#### WORK ITEM
Could you please retype all of the entries exactly as they appear?

#### MATERIAL SUPPLIED
impl Ingestor {
    #[must_use]
    pub fn new(config: &GraphConfig) -> Self {
        Self {
            vocabulary: config.vocabulary.clone(),
        }
    }

    /// Validate a statement.
    ///
    /// A statement is valid if its subject, predicate and (IRI or blank)
    /// object are non-empty. Returns `GraphError::InvalidStatement` otherwise.
    pub fn validate(statement: &Statement) -> Result<(), GraphError> {
        let subject_empty = match &statement.subject {
            Subject::Iri(iri) => iri.is_empty(),
            Subject::Blank(id) => id.as_str().is_empty(),
        };
        if subject_empty {
            return Err(GraphError::InvalidStatement(format!(
                "empty subject in {}",
                statement
            )));
        }

        if statement.predicate.is_empty() {
            return Err(GraphError::InvalidStatement(format!(
                "empty predicate in {}",
                statement
            )));
        }

        let object_empty = match &statement.object {
            Object::Iri(iri) => iri.is_empty(),
            Object::Blank(id) => id.as_str().is_empty(),
            _ => false,
        };
        if object_empty {
            return Err(GraphError::InvalidStatement(format!(
                "empty object in {}",
                statement
            )));
        }

        Ok(())
    }

    /// Convert a statement stream into root things, in first-seen order.
    ///
    /// # Errors
    /// - `InvalidStatement` for a malformed statement
    /// - `UnsupportedRdfConstruct` for RDF-star or unclassified objects
    /// - `DanglingBlankNode` if a blank node is used but never described
    /// - `BlankNodeCycle` if a blank node (transitively) embeds itself
    pub fn ingest<I>(&self, statements: I) -> Result<Things, GraphError>
    where
        I: IntoIterator<Item = Statement>,
    {
        let mut roots: IndexMap<String, ThingBuilder> = IndexMap::new();
        let mut structs: IndexMap<String, ThingBuilder> = IndexMap::new();
        let mut deferred: Vec<Deferred> = Vec::new();
        let mut seen_blank_uses: HashSet<(Owner, String, String)> = HashSet::new();

        for statement in statements {
            Self::validate(&statement)?;
            let Statement {
                subject,
                predicate,
                object,
            } = statement;

            let (owner, builder) = match subject {
                Subject::Iri(iri) => {
                    let builder = roots
                        .entry(iri.clone())
                        .or_insert_with(|| Thing::builder(iri.clone()));
                    (Owner::Root(iri), builder)
                }
                Subject::Blank(id) => {
                    let key = id.as_str().to_string();
                    let builder = structs.entry(key.clone()).or_default();
                    (Owner::Blank(key), builder)
                }
            };

            match object {
                Object::Blank(id) => {
                    let key = id.as_str().to_string();
                    if !seen_blank_uses.insert((owner.clone(), predicate.clone(), key.clone())) {
                        continue;
                    }
                    // placeholder, patched once the struct is complete
                    let slot = builder.add(predicate.clone(), Value::Struct(Properties::new()));
                    deferred.push(Deferred {
                        key,
                        owner,
                        predicate,
                        slot,
                    });
                }
                other => {
                    let value = self.object_value(other)?;
                    let duplicate = builder
                        .properties()
                        .get(&predicate)
                        .is_some_and(|existing| existing.contains(&value));
                    if !duplicate {
                        builder.add(predicate, value);
                    }
                }
            }
        }

        Self::warn_unreferenced(&structs, &deferred);
        Self::resolve_deferred(deferred, &mut roots, &mut structs)?;

        let things = roots
            .into_values()
            .map(ThingBuilder::build)
            .collect::<Result<Vec<_>, _>>()?;
        Ok(Things {
            inner: things.into_iter(),
        })
    }

    /// Ingest a statement stream and store every root thing.
    ///
    /// Returns the number of things stored. Stops at the first failing store;
    /// things stored before it stay stored.
    pub fn load_into<I, S>(&self, statements: I, store: &mut S) -> Result<usize, GraphError>
    where
        I: IntoIterator<Item = Statement>,
        S: ThingStore + ?Sized,
    {
        let mut stored = 0usize;
        for thing in self.ingest(statements)? {
            store.store(thing)?;
            stored += 1;
        }
        Ok(stored)
    }

    // =========================================================================
    // VALUE CONVERSION
    // =========================================================================

    fn object_value(&self, object: Object) -> Result<Value, GraphError> {
        match object {
            Object::Iri(iri) => Ok(Value::Link(iri)),
            Object::Literal(literal) => Ok(self.literal_value(literal)),
            Object::Triple(statement) => {
                tracing::debug!("rejecting RDF-star object << {} >>", statement);
                Err(GraphError::UnsupportedRdfConstruct(format!(
                    "triple-valued object << {} >>",
                    statement
                )))
            }
            Object::Resource(term) => {
                tracing::debug!("rejecting unclassified object {}", term);
                Err(GraphError::UnsupportedRdfConstruct(format!(
                    "unclassified resource {}",
                    term
                )))
            }
            // handled by the caller
            Object::Blank(id) => Err(GraphError::UnsupportedRdfConstruct(format!(
                "blank node {} in value position",
                id
            ))),
        }
    }

    /// The language tag wins over the datatype; the canonical string datatype
    /// (or none at all) yields a plain string.
    fn literal_value(&self, literal: Literal) -> Value {
        let Literal {
            lexical,
            datatype,
            language,
        } = literal;
        match language {
            Some(lang) if !lang.is_empty() => Value::LangString {
                text: lexical,
                lang,
            },
            _ if datatype.is_empty() || datatype == self.vocabulary.string_datatype => {
                Value::PlainString(lexical)
            }
            _ => Value::Literal {
                value: lexical,
                datatype,
            },
        }
    }

    // =========================================================================
    // BLANK NODE RESOLUTION
    // =========================================================================

    fn warn_unreferenced(structs: &IndexMap<String, ThingBuilder>, deferred: &[Deferred]) {
        let referenced: HashSet<&str> = deferred.iter().map(|d| d.key.as_str()).collect();
        for key in structs.keys() {
            if !referenced.contains(key.as_str()) {
                tracing::warn!("blank node _:{} is never referenced, dropping it", key);
            }
        }
    }

    /// Apply deferred patches so that every struct is complete when embedded.
    fn resolve_deferred(
        deferred: Vec<Deferred>,
        roots: &mut IndexMap<String, ThingBuilder>,
        structs: &mut IndexMap<String, ThingBuilder>,
    ) -> Result<(), GraphError> {
        // patches still to be written into each blank node
        let mut pending: HashMap<String, usize> = HashMap::new();
        for action in &deferred {
            if let Owner::Blank(owner) = &action.owner {
                *pending.entry(owner.clone()).or_default() += 1;
            }
        }

        let mut remaining = deferred;
        while !remaining.is_empty() {
            let before = remaining.len();
            let mut blocked = Vec::new();

            for action in remaining {
                if pending.get(&action.key).copied().unwrap_or(0) > 0 {
                    blocked.push(action);
                    continue;
                }

                let embedded = structs
                    .get(&action.key)
                    .ok_or_else(|| GraphError::DanglingBlankNode(action.key.clone()))?
                    .properties()
                    .clone();

                let target = match &action.owner {
                    Owner::Root(iri) => roots.get_mut(iri),
                    Owner::Blank(key) => structs.get_mut(key),
                };
                let patched = target.is_some_and(|builder| {
                    builder.properties_mut().patch(
                        &action.predicate,
                        action.slot,
                        Value::Struct(embedded),
                    )
                });
                if !patched {
                    return Err(GraphError::InvalidStatement(format!(
                        "lost placeholder for _:{} under {}",
                        action.key, action.predicate
                    )));
                }

                if let Owner::Blank(owner) = &action.owner {
                    if let Some(count) = pending.get_mut(owner) {
                        *count = count.saturating_sub(1);
                    }
                }
            }

            if blocked.len() == before {
                let key = blocked
                    .first()
                    .map(|action| action.key.clone())
                    .unwrap_or_default();
                return Err(GraphError::BlankNodeCycle(key));
            }
            remaining = blocked;
        }
        Ok(())
    }
}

#### EXPECTED ANSWER
impl Ingestor {
    #[must_use]
    pub fn new(config: &GraphConfig) -> Self {
        Self {
            vocabulary: config.vocabulary.clone(),
        }
    }

    /// Validate a statement.
    ///
    /// A statement is valid if its subject, predicate and (IRI or blank)
    /// object are non-empty. Returns `GraphError::InvalidStatement` otherwise.
    pub fn validate(statement: &Statement) -> Result<(), GraphError> {
        let subject_empty = match &statement.subject {
            Subject::Iri(iri) => iri.is_empty(),
            Subject::Blank(id) => id.as_str().is_empty(),
        };
        if subject_empty {
            return Err(GraphError::InvalidStatement(format!(
                "empty subject in {}",
                statement
            )));
        }

        if statement.predicate.is_empty() {
            return Err(GraphError::InvalidStatement(format!(
                "empty predicate in {}",
                statement
            )));
        }

        let object_empty = match &statement.object {
            Object::Iri(iri) => iri.is_empty(),
            Object::Blank(id) => id.as_str().is_empty(),
            _ => false,
        };
        if object_empty {
            return Err(GraphError::InvalidStatement(format!(
                "empty object in {}",
                statement
            )));
        }

        Ok(())
    }

    /// Convert a statement stream into root things, in first-seen order.
    ///
    /// # Errors
    /// - `InvalidStatement` for a malformed statement
    /// - `UnsupportedRdfConstruct` for RDF-star or unclassified objects
    /// - `DanglingBlankNode` if a blank node is used but never described
    /// - `BlankNodeCycle` if a blank node (transitively) embeds itself
    pub fn ingest<I>(&self, statements: I) -> Result<Things, GraphError>
    where
        I: IntoIterator<Item = Statement>,
    {
        let mut roots: IndexMap<String, ThingBuilder> = IndexMap::new();
        let mut structs: IndexMap<String, ThingBuilder> = IndexMap::new();
        let mut deferred: Vec<Deferred> = Vec::new();
        let mut seen_blank_uses: HashSet<(Owner, String, String)> = HashSet::new();

        for statement in statements {
            Self::validate(&statement)?;
            let Statement {
                subject,
                predicate,
                object,
            } = statement;

            let (owner, builder) = match subject {
                Subject::Iri(iri) => {
                    let builder = roots
                        .entry(iri.clone())
                        .or_insert_with(|| Thing::builder(iri.clone()));
                    (Owner::Root(iri), builder)
                }
                Subject::Blank(id) => {
                    let key = id.as_str().to_string();
                    let builder = structs.entry(key.clone()).or_default();
                    (Owner::Blank(key), builder)
                }
            };

            match object {
                Object::Blank(id) => {
                    let key = id.as_str().to_string();
                    if !seen_blank_uses.insert((owner.clone(), predicate.clone(), key.clone())) {
                        continue;
                    }
                    // placeholder, patched once the struct is complete
                    let slot = builder.add(predicate.clone(), Value::Struct(Properties::new()));
                    deferred.push(Deferred {
                        key,
                        owner,
                        predicate,
                        slot,
                    });
                }
                other => {
                    let value = self.object_value(other)?;
                    let duplicate = builder
                        .properties()
                        .get(&predicate)
                        .is_some_and(|existing| existing.contains(&value));
                    if !duplicate {
                        builder.add(predicate, value);
                    }
                }
            }
        }

        Self::warn_unreferenced(&structs, &deferred);
        Self::resolve_deferred(deferred, &mut roots, &mut structs)?;

        let things = roots
            .into_values()
            .map(ThingBuilder::build)
            .collect::<Result<Vec<_>, _>>()?;
        Ok(Things {
            inner: things.into_iter(),
        })
    }

    /// Ingest a statement stream and store every root thing.
    ///
    /// Returns the number of things stored. Stops at the first failing store;
    /// things stored before it stay stored.
    pub fn load_into<I, S>(&self, statements: I, store: &mut S) -> Result<usize, GraphError>
    where
        I: IntoIterator<Item = Statement>,
        S: ThingStore + ?Sized,
    {
        let mut stored = 0usize;
        for thing in self.ingest(statements)? {
            store.store(thing)?;
            stored += 1;
        }
        Ok(stored)
    }

    // =========================================================================
    // VALUE CONVERSION
    // =========================================================================

    fn object_value(&self, object: Object) -> Result<Value, GraphError> {
        match object {
            Object::Iri(iri) => Ok(Value::Link(iri)),
            Object::Literal(literal) => Ok(self.literal_value(literal)),
            Object::Triple(statement) => {
                tracing::debug!("rejecting RDF-star object << {} >>", statement);
                Err(GraphError::UnsupportedRdfConstruct(format!(
                    "triple-valued object << {} >>",
                    statement
                )))
            }
            Object::Resource(term) => {
                tracing::debug!("rejecting unclassified object {}", term);
                Err(GraphError::UnsupportedRdfConstruct(format!(
                    "unclassified resource {}",
                    term
                )))
            }
            // handled by the caller
            Object::Blank(id) => Err(GraphError::UnsupportedRdfConstruct(format!(
                "blank node {} in value position",
                id
            ))),
        }
    }

    /// The language tag wins over the datatype; the canonical string datatype
    /// (or none at all) yields a plain string.
    fn literal_value(&self, literal: Literal) -> Value {
        let Literal {
            lexical,
            datatype,
            language,
        } = literal;
        match language {
            Some(lang) if !lang.is_empty() => Value::LangString {
                text: lexical,
                lang,
            },
            _ if datatype.is_empty() || datatype == self.vocabulary.string_datatype => {
                Value::PlainString(lexical)
            }
            _ => Value::Literal {
                value: lexical,
                datatype,
            },
        }
    }

    // =========================================================================
    // BLANK NODE RESOLUTION
    // =========================================================================

    fn warn_unreferenced(structs: &IndexMap<String, ThingBuilder>, deferred: &[Deferred]) {
        let referenced: HashSet<&str> = deferred.iter().map(|d| d.key.as_str()).collect();
        for key in structs.keys() {
            if !referenced.contains(key.as_str()) {
                tracing::warn!("blank node _:{} is never referenced, dropping it", key);
            }
        }
    }

    /// Apply deferred patches so that every struct is complete when embedded.
    fn resolve_deferred(
        deferred: Vec<Deferred>,
        roots: &mut IndexMap<String, ThingBuilder>,
        structs: &mut IndexMap<String, ThingBuilder>,
    ) -> Result<(), GraphError> {
        // patches still to be written into each blank node
        let mut pending: HashMap<String, usize> = HashMap::new();
        for action in &deferred {
            if let Owner::Blank(owner) = &action.owner {
                *pending.entry(owner.clone()).or_default() += 1;
            }
        }

        let mut remaining = deferred;
        while !remaining.is_empty() {
            let before = remaining.len();
            let mut blocked = Vec::new();

            for action in remaining {
                if pending.get(&action.key).copied().unwrap_or(0) > 0 {
                    blocked.push(action);
                    continue;
                }

                let embedded = structs
                    .get(&action.key)
                    .ok_or_else(|| GraphError::DanglingBlankNode(action.key.clone()))?
                    .properties()
                    .clone();

                let target = match &action.owner {
                    Owner::Root(iri) => roots.get_mut(iri),
                    Owner::Blank(key) => structs.get_mut(key),
                };
                let patched = target.is_some_and(|builder| {
                    builder.properties_mut().patch(
                        &action.predicate,
                        action.slot,
                        Value::Struct(embedded),
                    )
                });
                if !patched {
                    return Err(GraphError::InvalidStatement(format!(
                        "lost placeholder for _:{} under {}",
                        action.key, action.predicate
                    )));
                }

                if let Owner::Blank(owner) = &action.owner {
                    if let Some(count) = pending.get_mut(owner) {
                        *count = count.saturating_sub(1);
                    }
                }
            }

            if blocked.len() == before {
                let key = blocked
                    .first()
                    .map(|action| action.key.clone())
                    .unwrap_or_default();
                return Err(GraphError::BlankNodeCycle(key));
            }
            remaining = blocked;
        }
        Ok(())
    }
}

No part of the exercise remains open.